» To do: Go through the records and filter out every line lacking the word "canonical"; copy the lines that remain.

━━━ Record excerpts ━━━

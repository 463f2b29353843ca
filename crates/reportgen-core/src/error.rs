//! Unified Error Model
//!
//! Every component surfaces exactly one of these kinds. The display form
//! follows `KIND/detail` so logs and adapters can branch on the prefix.
use serde::{Deserialize, Serialize};
use std::fmt;
use thiserror::Error;

use crate::table::Violation;

#[derive(Error, Debug, Clone, PartialEq, Serialize, Deserialize)]
#[serde(tag = "kind", rename_all = "snake_case")]
pub enum ReportError {
    #[error("CONFIG/{message}")]
    Configuration { message: String },

    #[error("SOURCE/{source_name}/{fetch_kind}: {message}")]
    DataSource {
        source_name: String,
        fetch_kind: FetchErrorKind,
        message: String,
    },

    #[error("PROCESS/{stage}: {message}")]
    Processing {
        stage: String,
        message: String,
        #[serde(default)]
        violations: Vec<Violation>,
    },

    #[error("TEMPLATE/{message}")]
    Template { message: String },

    #[error("RENDER/{format}: {message}")]
    Render { format: String, message: String },

    #[error("DELIVERY/{sink}: {message}")]
    Delivery {
        sink: String,
        message: String,
        transient: bool,
    },

    #[error("TIMEOUT/{message}")]
    Timeout { message: String },
}

pub type Result<T> = std::result::Result<T, ReportError>;

/// Machine-readable error tag.
#[derive(Debug, Clone, Copy, PartialEq, Eq, Hash, Serialize, Deserialize)]
#[serde(rename_all = "snake_case")]
pub enum ErrorKind {
    Configuration,
    DataSource,
    Processing,
    Template,
    Render,
    Delivery,
    Timeout,
}

/// Component that raised the error.
#[derive(Debug, Clone, Copy, PartialEq, Eq, Hash, Serialize, Deserialize)]
#[serde(rename_all = "snake_case")]
pub enum Component {
    Engine,
    DataSource,
    Processor,
    Renderer,
    Delivery,
}

/// Sub-kind of a fetch failure. Only the transient ones are retried.
#[derive(Debug, Clone, Copy, PartialEq, Eq, Hash, Serialize, Deserialize)]
#[serde(rename_all = "snake_case")]
pub enum FetchErrorKind {
    Connection,
    Timeout,
    ServerError,
    RateLimited,
    ClientError,
    Auth,
    Query,
    Parse,
    NotFound,
}

impl FetchErrorKind {
    pub fn is_transient(&self) -> bool {
        matches!(
            self,
            Self::Connection | Self::Timeout | Self::ServerError | Self::RateLimited
        )
    }
}

impl fmt::Display for FetchErrorKind {
    fn fmt(&self, f: &mut fmt::Formatter<'_>) -> fmt::Result {
        let s = match self {
            Self::Connection => "connection",
            Self::Timeout => "timeout",
            Self::ServerError => "server_error",
            Self::RateLimited => "rate_limited",
            Self::ClientError => "client_error",
            Self::Auth => "auth",
            Self::Query => "query",
            Self::Parse => "parse",
            Self::NotFound => "not_found",
        };
        f.write_str(s)
    }
}

impl fmt::Display for ErrorKind {
    fn fmt(&self, f: &mut fmt::Formatter<'_>) -> fmt::Result {
        let s = match self {
            Self::Configuration => "configuration",
            Self::DataSource => "data_source",
            Self::Processing => "processing",
            Self::Template => "template",
            Self::Render => "render",
            Self::Delivery => "delivery",
            Self::Timeout => "timeout",
        };
        f.write_str(s)
    }
}

impl ReportError {
    pub fn config(message: impl Into<String>) -> Self {
        Self::Configuration {
            message: message.into(),
        }
    }

    pub fn fetch(
        source_name: impl Into<String>,
        fetch_kind: FetchErrorKind,
        message: impl Into<String>,
    ) -> Self {
        Self::DataSource {
            source_name: source_name.into(),
            fetch_kind,
            message: message.into(),
        }
    }

    pub fn processing(stage: impl Into<String>, message: impl Into<String>) -> Self {
        Self::Processing {
            stage: stage.into(),
            message: message.into(),
            violations: Vec::new(),
        }
    }

    pub fn template(message: impl Into<String>) -> Self {
        Self::Template {
            message: message.into(),
        }
    }

    pub fn render(format: impl Into<String>, message: impl Into<String>) -> Self {
        Self::Render {
            format: format.into(),
            message: message.into(),
        }
    }

    pub fn delivery(sink: impl Into<String>, message: impl Into<String>, transient: bool) -> Self {
        Self::Delivery {
            sink: sink.into(),
            message: message.into(),
            transient,
        }
    }

    pub fn timeout(message: impl Into<String>) -> Self {
        Self::Timeout {
            message: message.into(),
        }
    }

    pub fn kind(&self) -> ErrorKind {
        match self {
            Self::Configuration { .. } => ErrorKind::Configuration,
            Self::DataSource { .. } => ErrorKind::DataSource,
            Self::Processing { .. } => ErrorKind::Processing,
            Self::Template { .. } => ErrorKind::Template,
            Self::Render { .. } => ErrorKind::Render,
            Self::Delivery { .. } => ErrorKind::Delivery,
            Self::Timeout { .. } => ErrorKind::Timeout,
        }
    }

    pub fn component(&self) -> Component {
        match self {
            Self::Configuration { .. } | Self::Timeout { .. } => Component::Engine,
            Self::DataSource { .. } => Component::DataSource,
            Self::Processing { .. } => Component::Processor,
            Self::Template { .. } | Self::Render { .. } => Component::Renderer,
            Self::Delivery { .. } => Component::Delivery,
        }
    }

    /// Whether a retry can change the outcome.
    ///
    /// Render failures count as transient; the engine caps them at
    /// `render_attempts`.
    pub fn is_transient(&self) -> bool {
        match self {
            Self::DataSource { fetch_kind, .. } => fetch_kind.is_transient(),
            Self::Render { .. } => true,
            Self::Delivery { transient, .. } => *transient,
            Self::Configuration { .. }
            | Self::Processing { .. }
            | Self::Template { .. }
            | Self::Timeout { .. } => false,
        }
    }

    /// Name of the failing source, for data source errors.
    pub fn source_name(&self) -> Option<&str> {
        match self {
            Self::DataSource { source_name, .. } => Some(source_name),
            _ => None,
        }
    }

    /// Re-tag a data source error with the logical source name.
    pub fn for_source(self, name: &str) -> Self {
        match self {
            Self::DataSource {
                fetch_kind,
                message,
                ..
            } => Self::DataSource {
                source_name: name.to_string(),
                fetch_kind,
                message,
            },
            other => other,
        }
    }
}
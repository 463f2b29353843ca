//! Deterministic fetch fingerprints.
use serde::{Deserialize, Serialize};
use serde_json::{Map, Value};
use std::fmt;

use crate::data_model::SourceConfig;

/// `blake3:<hex>` key over everything that affects what a fetch returns.
///
/// The logical name, the required flag and cache settings are excluded, so
/// two requests naming the same query differently share one cache entry.
#[derive(Debug, Clone, PartialEq, Eq, Hash, PartialOrd, Ord, Serialize, Deserialize)]
pub struct Fingerprint(String);

impl Fingerprint {
    pub fn of(config: &SourceConfig) -> Self {
        let canonical = serde_json::to_value(&config.kind)
            .map(sorted)
            .and_then(|v| serde_json::to_vec(&v))
            .unwrap_or_default();
        Self(format!("blake3:{}", blake3::hash(&canonical)))
    }

    pub fn as_str(&self) -> &str {
        &self.0
    }
}

/// Maps keep insertion order, so keys are sorted at every depth before hashing.
fn sorted(value: Value) -> Value {
    match value {
        Value::Object(obj) => {
            let mut entries: Vec<(String, Value)> = obj.into_iter().collect();
            entries.sort_by(|a, b| a.0.cmp(&b.0));
            Value::Object(entries.into_iter().map(|(k, v)| (k, sorted(v))).collect::<Map<_, _>>())
        }
        Value::Array(items) => Value::Array(items.into_iter().map(sorted).collect()),
        other => other,
    }
}

impl fmt::Display for Fingerprint {
    fn fmt(&self, f: &mut fmt::Formatter<'_>) -> fmt::Result {
        f.write_str(&self.0)
    }
}

#[cfg(test)]
mod tests {
    use super::*;
    use crate::data_model::{DatabaseConfig, SourceKind};
    use serde_json::json;

    fn db(name: &str, region: &str) -> SourceConfig {
        SourceConfig::new(
            name,
            SourceKind::Database(DatabaseConfig {
                connection_string: "sqlite://orders.db".into(),
                query: "SELECT * FROM orders WHERE region = ?".into(),
                params: vec![json!(region)],
            }),
        )
    }

    #[test]
    fn test_name_and_flags_do_not_affect_fingerprint() {
        let a = db("orders", "EU");
        let b = db("eu_orders", "EU").optional().with_cache_ttl(5);
        assert_eq!(Fingerprint::of(&a), Fingerprint::of(&b));
    }

    #[test]
    fn test_key_order_in_params_does_not_affect_fingerprint() {
        let mut a = db("o", "EU");
        let mut b = db("o", "EU");
        if let (SourceKind::Database(x), SourceKind::Database(y)) = (&mut a.kind, &mut b.kind) {
            x.params = vec![serde_json::from_str(r#"{"from": 1, "to": 2}"#).unwrap()];
            y.params = vec![serde_json::from_str(r#"{"to": 2, "from": 1}"#).unwrap()];
        }
        assert_eq!(Fingerprint::of(&a), Fingerprint::of(&b));
    }

    #[test]
    fn test_bound_params_affect_fingerprint() {
        assert_ne!(Fingerprint::of(&db("o", "EU")), Fingerprint::of(&db("o", "US")));
    }
}
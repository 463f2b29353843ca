//! Stage Trait: single contract for every processing step
use crate::context::ExecutionContext;
use crate::table::TableSet;

/// One processing step over the named tables of a report.
pub trait Stage: Send + Sync {
    /// Stage id, e.g. `filter.sales`.
    fn id(&self) -> String;

    /// Tables the stage reads.
    fn inputs(&self) -> Vec<String>;

    /// Table the stage writes.
    fn output(&self) -> String;

    /// Whether the stage output depends only on its input (default: true)
    fn deterministic(&self) -> bool {
        true
    }

    /// Run the stage, rewriting `tables` in place.
    fn run(&self, tables: &mut TableSet, ctx: &ExecutionContext) -> Result<(), StageError>;
}

#[derive(Debug, Clone, PartialEq)]
pub enum StageError {
    MissingTable(String),
    MissingColumn { table: String, column: String },
    ValidationFailed(String),
    ExecutionFailed(String),
}

impl std::fmt::Display for StageError {
    fn fmt(&self, f: &mut std::fmt::Formatter) -> std::fmt::Result {
        match self {
            Self::MissingTable(table) => write!(f, "STAGE/TABLE: no table named '{}'", table),
            Self::MissingColumn { table, column } => {
                write!(f, "STAGE/COLUMN: table '{}' has no column '{}'", table, column)
            }
            Self::ValidationFailed(msg) => write!(f, "STAGE/VALIDATION: {}", msg),
            Self::ExecutionFailed(msg) => write!(f, "STAGE/EXEC: {}", msg),
        }
    }
}

impl std::error::Error for StageError {}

━━━

» Finished exercise:
        let canonical = serde_json::to_value(&config.kind)
        Self(format!("blake3:{}", blake3::hash(&canonical)))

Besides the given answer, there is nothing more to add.